We are excited to announce the release of new videos in our Voices of Recovery series! Bear Dancersset in San Antonio, and Una Mente Sana (A Healthy Mind)set just across the border in Veracruz, Mexico, explore the nuances of cultural competence from the standpoint of mental health practitioners whose therapeutic approaches are shaped by the practitioners’ deep rootedness in the perspectives, traditions, and urgent needs of a particular local culture.
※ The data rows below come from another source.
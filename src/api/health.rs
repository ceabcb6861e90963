// SPDX-License-Identifier: AGPL-3.0-or-later
//
// Copyright (C) 2026 Relational Network

use axum::Json;

use crate::models::HealthResponse;

/// Liveness probe handler.
///
/// Always returns 200 if the process is running.
#[utoipa::path(
    get,
    path = "/health",
    tag = "Health",
    responses(
        (status = 200, description = "Service is alive", body = HealthResponse)
    )
)]
pub async fn health() -> Json<HealthResponse> {
    Json(HealthResponse {
        status: "Auth service is healthy".to_string(),
    })
}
Bear Dancers is available now on the foundation’s YouTube page. Its primary subject is Isaac Alvarez Cardenas, Director of Programs at American Indians in Texas at the Spanish Colonial Missions (AIT-SCM). AIT-SCM provides an array culturally competent services to Latino and Native American youth and families in the inner-city west side of San Antonio, Texas. It operates within the milieu of an underserved community that has a myriad of challenges that are both unique to it–gang violence, child abuse, high poverty–but that also reflect the larger systemic deficiency in the availability of culturally competent services and service providers. AIT-SCM, as part of its larger mission to serve, advocate for, and defend the traditions of the Tap Pilam Coahuiltecan Nation and other indigenous people of south Texas, is making a valiant effort to fill the gap.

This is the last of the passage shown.